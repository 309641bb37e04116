use anyhow::{Context, Result};
use serde::Deserialize;
use std::{env, time::Duration};

#[derive(Debug, Clone, Deserialize)]
pub struct Config {
    pub server: ServerConfig,
    pub rooms: RoomConfig,
}

#[derive(Debug, Clone, Deserialize)]
pub struct ServerConfig {
    pub host: String,
    pub port: u16,
    /// Directory holding the browser client build, served as fallback
    pub static_dir: String,
    /// Capacity of each connection's outbound message queue
    pub channel_capacity: usize,
}

#[derive(Debug, Clone, Deserialize)]
pub struct RoomConfig {
    /// Seconds a room may stay without connected players before removal
    pub empty_grace_secs: u64,
    /// Seconds between two cleanup sweeps
    pub cleanup_interval_secs: u64,
}

impl Config {
    pub fn from_env() -> Result<Self> {
        dotenvy::dotenv().ok();

        let server = ServerConfig {
            host: env::var("HOST")
                .unwrap_or_else(|_| "0.0.0.0".to_string()),
            port: env::var("PORT")
                .unwrap_or_else(|_| "3000".to_string())
                .parse()
                .context("PORT must be a number")?,
            static_dir: env::var("STATIC_DIR")
                .unwrap_or_else(|_| "./public".to_string()),
            channel_capacity: env::var("CHANNEL_CAPACITY")
                .unwrap_or_else(|_| "100".to_string())
                .parse()
                .context("CHANNEL_CAPACITY must be a number")?,
        };

        let rooms = RoomConfig {
            empty_grace_secs: env::var("ROOM_EMPTY_GRACE_SECS")
                .unwrap_or_else(|_| "120".to_string())
                .parse()
                .unwrap_or(120),
            cleanup_interval_secs: env::var("ROOM_CLEANUP_INTERVAL_SECS")
                .unwrap_or_else(|_| "15".to_string())
                .parse()
                .unwrap_or(15),
        };

        Ok(Config { server, rooms })
    }

    pub fn server_addr(&self) -> String {
        format!("{}:{}", self.server.host, self.server.port)
    }

    pub fn empty_grace_period(&self) -> Duration {
        Duration::from_secs(self.rooms.empty_grace_secs)
    }

    pub fn cleanup_interval(&self) -> Duration {
        Duration::from_secs(self.rooms.cleanup_interval_secs.max(1))
    }
}

impl Default for Config {
    /// Defaults used by tests and embedded servers
    fn default() -> Self {
        Self {
            server: ServerConfig {
                host: "127.0.0.1".to_string(),
                port: 0,
                static_dir: "./public".to_string(),
                channel_capacity: 100,
            },
            rooms: RoomConfig {
                empty_grace_secs: 120,
                cleanup_interval_secs: 15,
            },
        }
    }
}
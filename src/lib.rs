/*
 * FreeRTOS Kernel <DEVELOPMENT BRANCH>
 * Copyright (C) 2021 Amazon.com, Inc. or its affiliates. All Rights Reserved.
 *
 * SPDX-License-Identifier: MIT
 *
 * Permission is hereby granted, free of charge, to any person obtaining a copy of
 * this software and associated documentation files (the "Software"), to deal in
 * the Software without restriction, including without limitation the rights to
 * use, copy, modify, merge, publish, distribute, sublicense, and/or sell copies of
 * the Software, and to permit persons to whom the Software is furnished to do so,
 * subject to the following conditions:
 *
 * The above copyright notice and this permission notice shall be included in all
 * copies or substantial portions of the Software.
 *
 * THE SOFTWARE IS PROVIDED "AS IS", WITHOUT WARRANTY OF ANY KIND, EXPRESS OR
 * IMPLIED, INCLUDING BUT NOT LIMITED TO THE WARRANTIES OF MERCHANTABILITY, FITNESS
 * FOR A PARTICULAR PURPOSE AND NONINFRINGEMENT. IN NO EVENT SHALL THE AUTHORS OR
 * COPYRIGHT HOLDERS BE LIABLE FOR ANY CLAIM, DAMAGES OR OTHER LIABILITY, WHETHER
 * IN AN ACTION OF CONTRACT, TORT OR OTHERWISE, ARISING FROM, OUT OF OR IN
 * CONNECTION WITH THE SOFTWARE OR THE USE OR OTHER DEALINGS IN THE SOFTWARE.
 *
 * https://www.FreeRTOS.org
 * https://github.com/FreeRTOS
 *
 * [AMENDMENT] This crate carries the task and scheduling core of the FreeRTOS
 * kernel over to Rust. Kernel state lives in an owned `Scheduler` value and
 * tasks are addressed through generation-checked handles.
 */

//! # rtos-task-core - FreeRTOS-style task scheduling core
//!
//! Fixed-priority preemptive scheduling with round robin among equal
//! priorities, delayed and event wait lists, priority-inheritance mutexes,
//! direct-to-task notifications and stack overflow detection.
//!
//! The architecture-specific context switch is supplied through the
//! [`port::Port`] trait and stack memory through [`memory::StackAllocator`].
//! [`port::HostPort`] drives the kernel on a development machine.
//!
//! ## Features
//!
//! - `tick-16bit` / `tick-32bit` (default) / `tick-64bit` - tick counter width
//! - `arch-32bit` (default) / `arch-64bit` - architecture word width
//! - `preemption`, `time-slicing` - scheduling policy
//! - `use-mutexes` - mutexes with priority inheritance
//! - `task-notifications` - per-task notification slots
//! - `static-allocation` - tasks on caller-supplied stacks
//! - `abort-delay` - force-unblock of a blocked task
//! - `stack-overflow-check` - stack guard checked at every context switch
//! - `stack-overflow-check-pointer` - check the saved stack pointer only
//! - `thread-local-storage` - per-task storage slots
//! - `application-task-tag` - per-task application hook
//! - `generate-run-time-stats` - per-task run-time accounting
//! - `trace-facility` - task status snapshots
//! - `critical-nesting-in-tcb` - critical nesting tracked per task
//! - `list-data-integrity-check` - known values inside list structures
//! - `std` - `std::error::Error` implementations

#![cfg_attr(not(any(test, feature = "std")), no_std)]

extern crate alloc;

// Core modules
pub mod config;
pub mod trace;
pub mod types;

// Port layer
pub mod port;

// Memory management
pub mod memory;

// Kernel modules
pub mod kernel;

pub use config::*;
pub use types::*;

pub use kernel::list::ListId;
pub use kernel::stack::{StackFault, StackRegion, StackStorage};
pub use kernel::task::{TaskHandle, TaskName, TaskState};
pub use kernel::tasks::{
    BlockOutcome, EventListId, KernelHooks, Scheduler, SchedulerState, TimeOut,
};
pub use kernel::KernelCell;

#[cfg(feature = "use-mutexes")]
pub use kernel::mutex::{Acquire, MutexId, MutexKind};

#[cfg(feature = "task-notifications")]
pub use kernel::notify::{NotifyAction, NotifyState, NotifyWait, Notified};

#[cfg(feature = "trace-facility")]
pub use kernel::tasks::TaskStatus;
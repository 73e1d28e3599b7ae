/*
 * FreeRTOS Kernel <DEVELOPMENT BRANCH>
 * Copyright (C) 2021 Amazon.com, Inc. or its affiliates. All Rights Reserved.
 *
 * SPDX-License-Identifier: MIT
 *
 * [AMENDMENT] This module contains the scheduler core. The kernel lists are
 * fields of `Scheduler` rather than file-scope globals, and tasks are
 * addressed by generation-checked handles instead of TCB pointers.
 */

//! Task Management
//!
//! This module provides task creation, scheduling, and management.
//!
//! ## Key Operations
//! - [`Scheduler::create_task`] / `create_task_static` - Create a new task
//! - [`Scheduler::start_scheduler`] - Start the scheduler
//! - [`Scheduler::delay`] / [`Scheduler::delay_until`] - Delay the current task
//! - [`Scheduler::suspend_task`] / [`Scheduler::resume_task`] - Suspend/resume tasks
//! - [`Scheduler::increment_tick`] / [`Scheduler::switch_context`] - Called by the port
//!
//! ## Scheduler Lists
//! - one ready list per priority, with a bitmap of the non-empty levels
//! - two delayed lists; the second holds wake times past the next tick wrap
//! - the suspended list, which also holds tasks blocked without timeout
//! - the pending ready list, for tasks readied while the scheduler is suspended
//! - the list of tasks that deleted themselves and await the idle task

use crate::config::*;
use crate::kernel::list::{ItemKind, ItemStore, List, ListId};
use crate::kernel::stack::{StackFault, StackRegion, StackStorage};
use crate::kernel::task::{TaskArena, TaskFlags, TaskName, TaskState, Tcb};
use crate::memory::{GlobalStacks, HeapStats, StackAllocator};
use crate::port::Port;
use crate::trace;
use crate::types::*;
use alloc::boxed::Box;
use alloc::vec::Vec;
use core::mem::size_of;

pub use crate::kernel::list::EventListId;
pub use crate::kernel::task::{BlockOutcome, TaskHandle};

#[cfg(feature = "use-mutexes")]
use crate::kernel::mutex::MutexArena;

// =============================================================================
// Ready index
// =============================================================================

/// Bitmap with one bit per non-empty ready list.
#[derive(Debug, Clone, Copy, Default, PartialEq, Eq)]
pub struct ReadyIndex(u32);

impl ReadyIndex {
    pub const fn new() -> Self {
        ReadyIndex(0)
    }

    pub fn record(&mut self, priority: Priority) {
        self.0 |= 1 << priority;
    }

    pub fn reset(&mut self, priority: Priority) {
        self.0 &= !(1 << priority);
    }

    #[cfg(test)]
    fn contains(&self, priority: Priority) -> bool {
        self.0 & (1 << priority) != 0
    }

    /// Highest priority with a ready task.
    pub fn highest(&self) -> Option<Priority> {
        if self.0 == 0 {
            None
        } else {
            Some((31 - self.0.leading_zeros()) as Priority)
        }
    }
}

// =============================================================================
// Kernel lists
// =============================================================================

struct EventSlot {
    generation: u32,
    list: Option<List>,
}

/// Every list the scheduler owns.
pub(crate) struct TaskLists {
    ready: [List; MAX_PRIORITIES],
    delayed: [List; 2],
    /// Index into `delayed` of the list for the current tick epoch.
    current_delayed: usize,
    suspended: List,
    pending_ready: List,
    waiting_termination: List,
    events: Vec<EventSlot>,
}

__EXERCISE DIRECTIONS__.
Which lines of the data hold the string "ServerConfig"? Return each of them.

__RESULT FOR THIS EXERCISE__.
    pub server: ServerConfig,
pub struct ServerConfig {
        let server = ServerConfig {
            server: ServerConfig {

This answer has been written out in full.